人如其字,字如其人。刘老不大愿意叙说自己的书法成果,只是告诉记者,看字就行!经过和刘老几个小时的促膝长谈,记者获得了不少的信息。刘老号长白鳄人、别号豪堂主,祖籍云南、生于德惠,当过农民、做过教员、为过官员,从小酷爱书法,几十年临池不辍,孜孜以求,演习精进。他的书法作品多次参加全国书法展览、比赛,多次获奖。
当记者问及刘亚成先生的号为什么叫长白鳄人时,刘老仰天大笑,然后对记者说:“有机会写篇短文告知,现大略一说。本人虽然祖籍是云南,但出生于德惠,也算是生在长白山脚下,是以地域名之;二则为人为事追求长久清白,是以品质名之。至于鳄人,一是重人根之祖,有文章说人类的祖先极有可能是鳄鱼;二是重特质,鳄鱼牙齿锋利,可以咬碎钢球,鳄鱼形象丑陋,而我长相难看,很愿意与之为伍!”说到这儿,刘亚成又是哈哈大笑。

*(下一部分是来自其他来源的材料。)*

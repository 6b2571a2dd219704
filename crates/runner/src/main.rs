use auction_runner::{Arena, ArenaConfig};

fn print_help() {
    eprintln!(
        r#"Auction Arena - round-robin sealed-bid auction tournament

USAGE:
    auction-arena [OPTIONS]

OPTIONS:
    --config <PATH>     Load configuration from JSON file
    --single <A> <B>    Run one verbose auction between line-up entries A and B
                        (letters as in the results legend, e.g. `--single e f`)
    --help              Print this help message

ENVIRONMENT VARIABLES:
    RUST_LOG            Log level filter (default: info)

EXAMPLES:
    # Full tournament with the default line-up
    auction-arena

    # Tournament from a config file
    auction-arena --config arena.json

    # Watch the high constant bidder against the adaptive bidder
    auction-arena --single e f
"#
    );
}

/// Line-up index from a legend letter or a plain number
fn parse_index(arg: &str) -> Option<usize> {
    match arg.as_bytes() {
        [letter @ b'a'..=b'z'] => Some((letter - b'a') as usize),
        _ => arg.parse().ok(),
    }
}

fn main() -> Result<(), Box<dyn std::error::Error>> {
    env_logger::Builder::from_env(env_logger::Env::default().default_filter_or("info")).init();

    // Parse command line arguments
    let args: Vec<String> = std::env::args().collect();
    let mut config_path: Option<String> = None;
    let mut single: Option<(usize, usize)> = None;

    let mut i = 1;
    while i < args.len() {
        match args[i].as_str() {
            "--help" | "-h" => {
                print_help();
                return Ok(());
            }
            "--config" | "-c" => {
                i += 1;
                if i >= args.len() {
                    eprintln!("Error: --config requires a path argument");
                    std::process::exit(1);
                }
                config_path = Some(args[i].clone());
            }
            "--single" | "-s" => {
                if i + 2 >= args.len() {
                    eprintln!("Error: --single requires two bidders");
                    std::process::exit(1);
                }
                match (parse_index(&args[i + 1]), parse_index(&args[i + 2])) {
                    (Some(a), Some(b)) => single = Some((a, b)),
                    _ => {
                        eprintln!(
                            "Error: invalid bidders '{}' '{}'",
                            args[i + 1],
                            args[i + 2]
                        );
                        std::process::exit(1);
                    }
                }
                i += 2;
            }
            arg => {
                eprintln!("Unknown argument: {}", arg);
                print_help();
                std::process::exit(1);
            }
        }
        i += 1;
    }

    let config = match config_path {
        Some(path) => {
            log::info!("Loading configuration from: {}", path);
            ArenaConfig::from_file(&path)?
        }
        None => ArenaConfig::default(),
    };

    let arena = Arena::new(config)?;

    if let Some((a, b)) = single {
        arena.run_single(a, b)?;
        return Ok(());
    }

    let matrix = arena.run()?;
    println!();
    print!("{}", matrix);
    Ok(())
}
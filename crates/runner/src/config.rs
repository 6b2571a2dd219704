//! Arena configuration
//!
//! Loadable from JSON. Every field is optional:
//!
//! ```json
//! {
//!   "total_quantity": 30,
//!   "initial_cash": 300,
//!   "repeats": 5000,
//!   "seed": 42,
//!   "parallel": true,
//!   "bidders": [
//!     { "type": "constant_ratio", "ratio": 2 },
//!     { "type": "reactive" },
//!     { "type": "adaptive" }
//!   ]
//! }
//! ```

use crate::error::{ArenaError, Result};
use auction_core::{AuctionConfig, Cash, Units};
use auction_strategy::BidderKind;
use serde::Deserialize;
use std::path::Path;

#[derive(Debug, Clone, PartialEq, Deserialize)]
pub struct ArenaConfig {
    /// Units sold in each auction
    #[serde(default = "default_total_quantity")]
    pub total_quantity: Units,

    /// Cash each bidder starts an auction with
    #[serde(default = "default_initial_cash")]
    pub initial_cash: Cash,

    /// Auctions played per pairing
    #[serde(default = "default_repeats")]
    pub repeats: usize,

    /// Root seed for the random bidders; `None` seeds from entropy
    #[serde(default)]
    pub seed: Option<u64>,

    /// Run pairings on the rayon thread pool
    #[serde(default)]
    pub parallel: bool,

    /// Line-up, in matrix order
    #[serde(default = "BidderKind::lineup")]
    pub bidders: Vec<BidderKind>,
}

fn default_total_quantity() -> Units {
    30
}

fn default_initial_cash() -> Cash {
    300
}

fn default_repeats() -> usize {
    5000
}

impl Default for ArenaConfig {
    fn default() -> Self {
        Self {
            total_quantity: default_total_quantity(),
            initial_cash: default_initial_cash(),
            repeats: default_repeats(),
            seed: None,
            parallel: false,
            bidders: BidderKind::lineup(),
        }
    }
}

impl ArenaConfig {
    /// Load configuration from a JSON file
    pub fn from_file(path: impl AsRef<Path>) -> Result<Self> {
        let content = std::fs::read_to_string(path.as_ref()).map_err(|e| ArenaError::Io {
            path: path.as_ref().display().to_string(),
            error: e.to_string(),
        })?;

        Self::from_json(&content)
    }

    /// Parse configuration from JSON string
    pub fn from_json(json: &str) -> Result<Self> {
        serde_json::from_str(json).map_err(|e| ArenaError::Parse(e.to_string()))
    }

    pub fn with_auction(mut self, total_quantity: Units, initial_cash: Cash) -> Self {
        self.total_quantity = total_quantity;
        self.initial_cash = initial_cash;
        self
    }

    pub fn with_repeats(mut self, repeats: usize) -> Self {
        self.repeats = repeats;
        self
    }

    pub fn with_seed(mut self, seed: u64) -> Self {
        self.seed = Some(seed);
        self
    }

    pub fn with_parallel(mut self, parallel: bool) -> Self {
        self.parallel = parallel;
        self
    }

    pub fn with_bidders(mut self, bidders: Vec<BidderKind>) -> Self {
        self.bidders = bidders;
        self
    }

    /// Validated parameters for each auction
    pub fn auction_config(&self) -> Result<AuctionConfig> {
        Ok(AuctionConfig::new(self.total_quantity, self.initial_cash)?)
    }
}
//! Per-bidder randomness
//!
//! Every stochastic bidder owns a [`BidderRng`]. A seeder generator is fixed at
//! construction; each `init` draws a fresh per-auction generator from it, so a
//! seeded bidder replays the same sequence of auctions while consecutive
//! auctions still differ.

use rand::prelude::*;
use rand_distr::{Distribution, Normal};

pub struct BidderRng {
    seeder: StdRng,
    rng: StdRng,
}

impl BidderRng {
    pub fn new(seed: Option<u64>) -> Self {
        let mut seeder = match seed {
            Some(seed) => StdRng::seed_from_u64(seed),
            None => StdRng::from_entropy(),
        };
        let rng = StdRng::seed_from_u64(seeder.next_u64());

        Self { seeder, rng }
    }

    /// Start the generator for a new auction
    pub fn reseed(&mut self) {
        self.rng = StdRng::seed_from_u64(self.seeder.next_u64());
    }

    /// Draw from a normal distribution. A non-finite or negative deviation
    /// degenerates to the mean.
    pub fn gaussian(&mut self, mean: f64, std_dev: f64) -> f64 {
        match Normal::new(mean, std_dev) {
            Ok(normal) => normal.sample(&mut self.rng),
            Err(_) => mean,
        }
    }
}

impl RngCore for BidderRng {
    fn next_u32(&mut self) -> u32 {
        self.rng.next_u32()
    }

    fn next_u64(&mut self) -> u64 {
        self.rng.next_u64()
    }

    fn fill_bytes(&mut self, dest: &mut [u8]) {
        self.rng.fill_bytes(dest)
    }

    fn try_fill_bytes(&mut self, dest: &mut [u8]) -> Result<(), rand::Error> {
        self.rng.try_fill_bytes(dest)
    }
}

#[cfg(test)]
mod tests {
    use super::*;

    #[test]
    fn test_same_seed_same_draws() {
        let mut a = BidderRng::new(Some(7));
        let mut b = BidderRng::new(Some(7));

        for _ in 0..3 {
            a.reseed();
            b.reseed();
            for _ in 0..10 {
                assert_eq!(a.gaussian(10.0, 3.0), b.gaussian(10.0, 3.0));
            }
        }
    }

    #[test]
    fn test_reseed_changes_sequence() {
        let mut rng = BidderRng::new(Some(7));
        let first: Vec<u64> = (0..4).map(|_| rng.next_u64()).collect();
        rng.reseed();
        let second: Vec<u64> = (0..4).map(|_| rng.next_u64()).collect();
        assert_ne!(first, second);
    }

    #[test]
    fn test_degenerate_deviation() {
        let mut rng = BidderRng::new(Some(1));
        assert_eq!(rng.gaussian(5.0, 0.0), 5.0);
        assert_eq!(rng.gaussian(5.0, -1.0), 5.0);
    }
}
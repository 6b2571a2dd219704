use thiserror::Error;

/// Rejected auction parameters
#[derive(Error, Debug, Clone, PartialEq, Eq)]
pub enum ConfigError {
    #[error("Total quantity must be even, got {0}")]
    OddQuantity(i64),

    #[error("Total quantity must be greater than zero, got {0}")]
    NonPositiveQuantity(i64),

    #[error("Initial cash must be greater than zero, got {0}")]
    NonPositiveCash(i64),

    #[error("Total quantity must be at most {max}, got {value}")]
    QuantityTooLarge { value: i64, max: i64 },

    #[error("Initial cash must be at most {max}, got {value}")]
    CashTooLarge { value: i64, max: i64 },
}

pub type Result<T> = std::result::Result<T, ConfigError>;
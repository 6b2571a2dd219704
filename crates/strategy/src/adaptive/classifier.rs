//! Opponent Strategy Classifier
//!
//! Labels the opponent's bidding pattern from the bid history seen so far.
//! The label is recomputed from the full history every round and carries no
//! hidden state, so identical histories always give identical labels.
//!
//! Scores are checked in priority order:
//! 1. tit-for-tat: own bids echoed by the opponent bids one round apart
//! 2. simple aggressive: most opponent bids in the high tiers
//! 3. simple conservative: most opponent bids in the low tiers
//! 4. anything else is random

use auction_core::{AuctionConfig, BidHistory, BidThresholds, BidTier};

/// Minimum number of completed rounds before classifying
pub const MIN_HISTORY: usize = 2;

/// Score at or above which a label is assigned
pub const TIT_FOR_TAT_THRESHOLD: f64 = 0.8;
pub const SIMPLE_AGGRESSIVE_THRESHOLD: f64 = 0.8;
pub const SIMPLE_CONSERVATIVE_THRESHOLD: f64 = 0.8;

/// A tier group below this share of all bids scores zero
const MAJORITY: f64 = 0.5;

/// Best guess at the opponent's bidding policy
#[derive(Debug, Clone, Copy, PartialEq, Eq, Hash)]
pub enum OpponentStrategy {
    SimpleAggressive,
    SimpleConservative,
    TitForTat,
    Random,
    Unknown,
}

impl std::fmt::Display for OpponentStrategy {
    fn fmt(&self, f: &mut std::fmt::Formatter<'_>) -> std::fmt::Result {
        let name = match self {
            OpponentStrategy::SimpleAggressive => "simple-aggressive",
            OpponentStrategy::SimpleConservative => "simple-conservative",
            OpponentStrategy::TitForTat => "tit-for-tat",
            OpponentStrategy::Random => "random",
            OpponentStrategy::Unknown => "unknown",
        };
        write!(f, "{}", name)
    }
}

/// Per-label scores in [0, 1]
#[derive(Debug, Clone, Copy, PartialEq, Default)]
pub struct StrategyScores {
    pub tit_for_tat: f64,
    pub simple_aggressive: f64,
    pub simple_conservative: f64,
}

impl StrategyScores {
    /// Pick the label by fixed priority
    pub fn label(&self) -> OpponentStrategy {
        if self.tit_for_tat >= TIT_FOR_TAT_THRESHOLD {
            OpponentStrategy::TitForTat
        } else if self.simple_aggressive >= SIMPLE_AGGRESSIVE_THRESHOLD {
            OpponentStrategy::SimpleAggressive
        } else if self.simple_conservative >= SIMPLE_CONSERVATIVE_THRESHOLD {
            OpponentStrategy::SimpleConservative
        } else {
            OpponentStrategy::Random
        }
    }
}

/// Opponent bid counts per magnitude tier. Zero bids are not counted.
#[derive(Debug, Clone, Copy, Default, PartialEq, Eq)]
struct TierCounts {
    very_high: usize,
    high: usize,
    medium: usize,
    low: usize,
}

#[derive(Debug, Clone)]
pub struct OpponentClassifier {
    thresholds: BidThresholds,
}

impl OpponentClassifier {
    pub fn new(config: &AuctionConfig) -> Self {
        Self {
            thresholds: BidThresholds::new(config),
        }
    }

    /// Label the opponent given the history so far
    pub fn classify(&self, history: &BidHistory) -> OpponentStrategy {
        self.assess(history).0
    }

    /// Label together with the scores it was derived from
    pub fn assess(&self, history: &BidHistory) -> (OpponentStrategy, StrategyScores) {
        if history.len() < MIN_HISTORY {
            return (OpponentStrategy::Unknown, StrategyScores::default());
        }
        let scores = self.scores(history);
        (scores.label(), scores)
    }

    pub fn scores(&self, history: &BidHistory) -> StrategyScores {
        if history.len() < MIN_HISTORY {
            return StrategyScores::default();
        }

        let counts = self.tier_counts(history);
        let total = history.len() as f64;

        StrategyScores {
            tit_for_tat: self.tit_for_tat_score(history),
            simple_aggressive: majority_share(counts.very_high + counts.high, total),
            simple_conservative: majority_share(counts.medium + counts.low, total),
        }
    }

    /// Average closeness between each own bid and the opponent bid one round
    /// earlier.
    ///
    /// Closeness is 1.0 for equal bids and falls linearly to 0.0 once the gap
    /// reaches half the even-split bid.
    pub fn tit_for_tat_score(&self, history: &BidHistory) -> f64 {
        let records = history.records();
        if records.len() < MIN_HISTORY {
            return 0.0;
        }

        let tolerance = self.thresholds.even_split_bid() as f64 / 2.0;
        let total: f64 = records
            .windows(2)
            .map(|pair| {
                let gap = (pair[1].own - pair[0].opponent).abs() as f64;
                closeness(gap, tolerance)
            })
            .sum();

        total / (records.len() - 1) as f64
    }

    fn tier_counts(&self, history: &BidHistory) -> TierCounts {
        let mut counts = TierCounts::default();
        for bid in history.opponent_bids() {
            match self.thresholds.tier_of(bid) {
                BidTier::VeryHigh => counts.very_high += 1,
                BidTier::High => counts.high += 1,
                BidTier::Medium => counts.medium += 1,
                BidTier::Low => counts.low += 1,
                BidTier::Zero => {}
            }
        }
        counts
    }
}

fn closeness(gap: f64, tolerance: f64) -> f64 {
    if tolerance <= 0.0 {
        return if gap == 0.0 { 1.0 } else { 0.0 };
    }
    (1.0 - gap / tolerance).max(0.0)
}

/// Share of `count` in `total`, or zero when it is not a majority
fn majority_share(count: usize, total: f64) -> f64 {
    if total <= 0.0 {
        return 0.0;
    }
    let share = count as f64 / total;
    if share < MAJORITY { 0.0 } else { share }
}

当谈及现代的商业书法时,刘老略显激动,掐灭了手中的烟蒂,高音大嗓地说:“我不知道什么时候、是谁冒出了这个概念。用‘商业书法’这4个字组语科学吗?书法作品进入市场,进入流通,是必然的,自古有之,无可厚非,不能责备更不能阻止。但有一点必须注意,不能把书法作品(特别是现代书法作品)看成是超级商品。有的书法作品价格高得惊人,进入寻常百姓家是很难的事情。书法作品的去处无非两个:一是挂;二是藏。我主张挂大于藏,挂多于藏。书法作品的真正功能在于精神文明的彰显,在于字与意的完美融合而产生的美感与教育力。”